**Task objective**: What appears from the first line of the data below through the line containing "a render target.", both included, should be copied exactly, and nothing else.

[Excerpts from a dataset]
##########

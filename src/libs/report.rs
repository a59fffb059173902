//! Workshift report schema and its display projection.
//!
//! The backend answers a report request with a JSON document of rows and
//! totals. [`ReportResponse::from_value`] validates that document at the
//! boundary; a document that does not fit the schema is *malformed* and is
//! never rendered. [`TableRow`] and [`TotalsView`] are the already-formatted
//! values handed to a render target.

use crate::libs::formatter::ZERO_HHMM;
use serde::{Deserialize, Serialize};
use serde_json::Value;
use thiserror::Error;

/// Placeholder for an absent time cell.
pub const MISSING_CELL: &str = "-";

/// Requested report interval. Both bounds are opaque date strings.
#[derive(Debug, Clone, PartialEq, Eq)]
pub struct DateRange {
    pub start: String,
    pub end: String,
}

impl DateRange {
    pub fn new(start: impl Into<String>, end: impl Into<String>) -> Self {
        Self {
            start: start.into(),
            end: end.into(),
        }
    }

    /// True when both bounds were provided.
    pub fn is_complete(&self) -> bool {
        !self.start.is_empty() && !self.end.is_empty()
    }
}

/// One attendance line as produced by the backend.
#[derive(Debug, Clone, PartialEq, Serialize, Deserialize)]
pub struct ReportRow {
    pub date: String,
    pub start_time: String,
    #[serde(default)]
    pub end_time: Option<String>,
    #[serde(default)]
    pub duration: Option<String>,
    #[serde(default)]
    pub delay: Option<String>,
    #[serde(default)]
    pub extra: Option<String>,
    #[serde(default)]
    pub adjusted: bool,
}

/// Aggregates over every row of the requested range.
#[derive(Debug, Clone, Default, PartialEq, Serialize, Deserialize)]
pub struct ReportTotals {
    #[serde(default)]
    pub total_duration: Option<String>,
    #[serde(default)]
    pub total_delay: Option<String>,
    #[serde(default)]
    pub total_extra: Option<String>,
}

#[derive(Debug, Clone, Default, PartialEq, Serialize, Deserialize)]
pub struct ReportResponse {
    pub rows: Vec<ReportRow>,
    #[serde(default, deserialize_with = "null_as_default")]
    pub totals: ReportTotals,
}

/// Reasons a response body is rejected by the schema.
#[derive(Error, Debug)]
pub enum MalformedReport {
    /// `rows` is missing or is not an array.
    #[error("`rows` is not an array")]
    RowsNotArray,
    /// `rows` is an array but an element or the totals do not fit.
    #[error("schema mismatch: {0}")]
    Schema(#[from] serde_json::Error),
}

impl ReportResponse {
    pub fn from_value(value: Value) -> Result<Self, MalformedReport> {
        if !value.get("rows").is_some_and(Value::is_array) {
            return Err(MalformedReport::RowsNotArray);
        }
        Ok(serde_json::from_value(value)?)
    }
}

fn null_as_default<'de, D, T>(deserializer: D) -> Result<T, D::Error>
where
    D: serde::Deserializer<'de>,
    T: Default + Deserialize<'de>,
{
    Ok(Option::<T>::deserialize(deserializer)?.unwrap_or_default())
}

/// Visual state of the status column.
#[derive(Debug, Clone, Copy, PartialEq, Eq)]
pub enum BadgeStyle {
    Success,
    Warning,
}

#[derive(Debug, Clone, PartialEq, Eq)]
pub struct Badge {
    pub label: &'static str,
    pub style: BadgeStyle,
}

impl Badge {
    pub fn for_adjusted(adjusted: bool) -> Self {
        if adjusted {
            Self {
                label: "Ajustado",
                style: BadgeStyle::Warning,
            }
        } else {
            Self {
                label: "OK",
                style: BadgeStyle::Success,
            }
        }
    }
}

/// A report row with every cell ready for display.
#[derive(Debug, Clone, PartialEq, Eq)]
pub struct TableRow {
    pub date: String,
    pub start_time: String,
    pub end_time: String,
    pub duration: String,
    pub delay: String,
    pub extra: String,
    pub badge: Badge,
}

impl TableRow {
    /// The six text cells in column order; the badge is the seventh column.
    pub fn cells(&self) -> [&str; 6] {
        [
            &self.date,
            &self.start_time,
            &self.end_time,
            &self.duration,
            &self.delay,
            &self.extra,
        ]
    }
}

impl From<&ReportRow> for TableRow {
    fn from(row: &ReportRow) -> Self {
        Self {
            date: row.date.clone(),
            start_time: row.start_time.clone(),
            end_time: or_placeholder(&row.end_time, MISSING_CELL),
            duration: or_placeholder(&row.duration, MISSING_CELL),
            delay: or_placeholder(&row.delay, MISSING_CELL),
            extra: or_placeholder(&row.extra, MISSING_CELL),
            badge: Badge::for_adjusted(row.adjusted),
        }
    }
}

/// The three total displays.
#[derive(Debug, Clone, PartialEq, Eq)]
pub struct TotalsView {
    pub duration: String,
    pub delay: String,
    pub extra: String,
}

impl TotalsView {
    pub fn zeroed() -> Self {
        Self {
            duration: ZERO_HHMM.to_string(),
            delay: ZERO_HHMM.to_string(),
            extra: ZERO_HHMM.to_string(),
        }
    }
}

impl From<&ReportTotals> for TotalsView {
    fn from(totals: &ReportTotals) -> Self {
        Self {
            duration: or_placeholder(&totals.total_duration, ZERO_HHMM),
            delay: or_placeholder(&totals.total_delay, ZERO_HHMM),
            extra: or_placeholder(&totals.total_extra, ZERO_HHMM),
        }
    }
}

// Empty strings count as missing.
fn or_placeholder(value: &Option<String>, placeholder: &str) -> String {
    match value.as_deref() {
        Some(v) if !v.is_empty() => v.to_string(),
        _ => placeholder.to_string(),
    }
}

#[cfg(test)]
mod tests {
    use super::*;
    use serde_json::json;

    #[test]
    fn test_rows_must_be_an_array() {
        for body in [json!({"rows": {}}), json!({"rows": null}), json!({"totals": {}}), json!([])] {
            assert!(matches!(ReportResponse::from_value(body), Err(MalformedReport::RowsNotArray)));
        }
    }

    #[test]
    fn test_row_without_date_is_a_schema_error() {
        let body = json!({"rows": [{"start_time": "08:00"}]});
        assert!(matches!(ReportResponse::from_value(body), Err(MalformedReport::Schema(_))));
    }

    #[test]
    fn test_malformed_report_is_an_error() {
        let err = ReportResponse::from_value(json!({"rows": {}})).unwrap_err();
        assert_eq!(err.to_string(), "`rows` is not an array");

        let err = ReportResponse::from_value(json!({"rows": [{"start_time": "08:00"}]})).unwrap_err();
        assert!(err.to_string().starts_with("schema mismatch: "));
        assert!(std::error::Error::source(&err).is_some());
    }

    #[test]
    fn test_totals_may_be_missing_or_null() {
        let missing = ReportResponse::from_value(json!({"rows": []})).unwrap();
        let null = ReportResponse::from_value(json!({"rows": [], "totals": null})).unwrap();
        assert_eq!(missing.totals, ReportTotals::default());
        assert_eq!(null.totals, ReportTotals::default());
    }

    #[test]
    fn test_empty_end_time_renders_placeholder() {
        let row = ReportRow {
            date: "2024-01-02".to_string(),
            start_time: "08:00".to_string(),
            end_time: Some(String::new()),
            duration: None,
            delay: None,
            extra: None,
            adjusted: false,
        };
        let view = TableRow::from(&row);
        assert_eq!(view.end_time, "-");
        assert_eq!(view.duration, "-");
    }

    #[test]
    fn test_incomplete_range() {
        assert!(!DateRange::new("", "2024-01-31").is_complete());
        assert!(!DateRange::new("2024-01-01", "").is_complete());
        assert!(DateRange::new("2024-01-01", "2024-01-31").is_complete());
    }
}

##########

**Completed task**:
filename src/libs/report.rs
repository a59fffb059173902
//! Workshift report schema and its display projection.
//!
//! The backend answers a report request with a JSON document of rows and
//! totals. [`ReportResponse::from_value`] validates that document at the
//! boundary; a document that does not fit the schema is *malformed* and is
//! never rendered. [`TableRow`] and [`TotalsView`] are the already-formatted
//! values handed to a render target.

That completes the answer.